Hi. Lou Burnard told me about this list.
I am a freelance writer (for the moment) who has been interested in
television captioning and other captioning issues for 18 years. I've
written a dozen articles on the topic, I've given a presentation here
and there, and I run a mailing list on media-access topics
([log in to unmask]).
I know a *very* little bit about SGML and believe that the world needs
DTDs and other standards for four access technologies: captioning, audio
description, subtitling, and dubbing. Some background information
o First, definitions:
Captioning: Rendering dialogue and other sounds in written words. Sign
language has NOTHING TO DO with captioning.
Closed-captioning: Captions transmitted in the form of a code. You need
a decoder (or, more likely, just a decoder chip) to turn the captions
into visible words. Nearly all North American TVs carry decoder chips as
standard equipment now.
Open-captioning: Captions that are an indelible part of the picture and
are always visible. (Open-captioning effectively does not exist.)
[Note: Captioning and subtitling have as little in common as bicycles
and motorcycles.
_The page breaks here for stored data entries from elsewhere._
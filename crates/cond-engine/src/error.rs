// SPDX-License-Identifier: MIT
// Copyright (c) 2026 Conductor Contributors

//! Engine-level errors: the Auth Gate's two kinds, plus every `CoreError`
//! kind the data model can raise (spec.md §7).

use cond_core::CoreError;
use thiserror::Error;

#[derive(Debug, Error)]
pub enum EngineError {
    #[error("unauthorized")]
    Unauthorized,

    #[error("server misconfigured: no auth secret configured")]
    ServerMisconfigured,

    #[error(transparent)]
    Core(#[from] CoreError),
}

impl EngineError {
    pub fn not_found(kind: &'static str, id: impl Into<String>) -> Self {
        CoreError::NotFound { kind, id: id.into() }.into()
    }
}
Three big differences are: Captions are in the same
language as the audio (with relatively rare exceptions), denote
meaningful sound effects, and move to indicate the position of the
speaker. Subtitles are a translation, ignore sound effects, and are
always located in the same spot on-screen.]
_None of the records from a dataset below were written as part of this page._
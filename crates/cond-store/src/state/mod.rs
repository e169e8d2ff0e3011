// SPDX-License-Identifier: MIT
// Copyright (c) 2026 Conductor Contributors

//! In-memory materialized state: the document collections and secondary
//! indexes named in spec.md §6.4, held behind one lock (see `StoreLock` in
//! the crate root) so every mutation is a single-writer transaction.

mod assignments;
mod chat_jobs;
mod chat_threads;
mod groups;
mod jobs;
mod namespaces;

use std::collections::{BTreeSet, HashMap};

use cond_core::{
    Assignment, AssignmentId, AssignmentStatus, ChatJob, ChatJobId, ChatMessage, ChatMessageId,
    ChatThread, ChatThreadId, GroupId, GroupStatus, Job, JobGroup, JobId, JobStatus, Namespace,
    NamespaceId,
};

/// Materialized, indexed state. Plain data + index-maintenance methods;
/// no locking lives here (the crate root wraps this in a mutex).
#[derive(Debug, Default)]
pub struct StoreInner {
    pub namespaces: HashMap<NamespaceId, Namespace>,
    pub namespaces_by_name: HashMap<String, NamespaceId>,

    pub assignments: HashMap<AssignmentId, Assignment>,
    pub assignments_by_namespace: HashMap<NamespaceId, BTreeSet<AssignmentId>>,
    pub assignments_by_namespace_status: HashMap<(NamespaceId, AssignmentStatus), BTreeSet<AssignmentId>>,

    pub groups: HashMap<GroupId, JobGroup>,
    pub groups_by_assignment: HashMap<AssignmentId, BTreeSet<GroupId>>,
    pub groups_by_assignment_status: HashMap<(AssignmentId, GroupStatus), BTreeSet<GroupId>>,

    pub jobs: HashMap<JobId, Job>,
    /// Insertion-ordered per group — `createGroup`'s `jobs[]` order is the
    /// "natural iteration order" the A/B/C aggregation labeling rule
    /// (spec.md §4.5) depends on.
    pub jobs_by_group: HashMap<GroupId, Vec<JobId>>,
    pub jobs_by_group_status: HashMap<(GroupId, JobStatus), BTreeSet<JobId>>,

    pub chat_threads: HashMap<ChatThreadId, ChatThread>,
    pub chat_threads_by_namespace: HashMap<NamespaceId, BTreeSet<ChatThreadId>>,
    pub chat_threads_by_assignment: HashMap<AssignmentId, ChatThreadId>,

    pub chat_messages: HashMap<ChatMessageId, ChatMessage>,
    /// Ordered by `created_at_ms` (messages are appended with a
    /// monotonically non-decreasing clock, so insertion order suffices).
    pub chat_messages_by_thread: HashMap<ChatThreadId, Vec<ChatMessageId>>,

    pub chat_jobs: HashMap<ChatJobId, ChatJob>,
    pub chat_jobs_by_namespace_status: HashMap<(NamespaceId, JobStatus), BTreeSet<ChatJobId>>,
    pub chat_jobs_by_thread_status: HashMap<(ChatThreadId, JobStatus), BTreeSet<ChatJobId>>,
}

impl StoreInner {
    pub fn new() -> Self {
        Self::default()
    }
}

#[cfg(test)]
#[path = "mod_tests.rs"]
mod tests;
Audio description: Rendering visual details in a spoken narrative. In
audio description, a special narrator succinctly describes action,
settings, facial expressions, onscreen graphics, clothing, and other
visual details. The narrator speaks out loud; A.D. is an auditory
medium, not a visual one. Narrators typically speak during pauses in
dialogue or at other appropriate moments, but sometimes they narrate
over dialogue, over music, and so on.
How does this relate to information technology and SGML? Some factoids
* TV closed-captioning of prerecorded programs in North America is done
using any of several rather primitive DOS programs. Real-time captioning
of live programs uses the same software and hardware with the addition
of a very skilled court reporter who enters dialogue into a stenotype
machine (along with other annotations necessary to captioning). Those
entries are in shorthand and are then translated into actual words via
lookup tables. (This means that homonyms like "four," "for," "fore,"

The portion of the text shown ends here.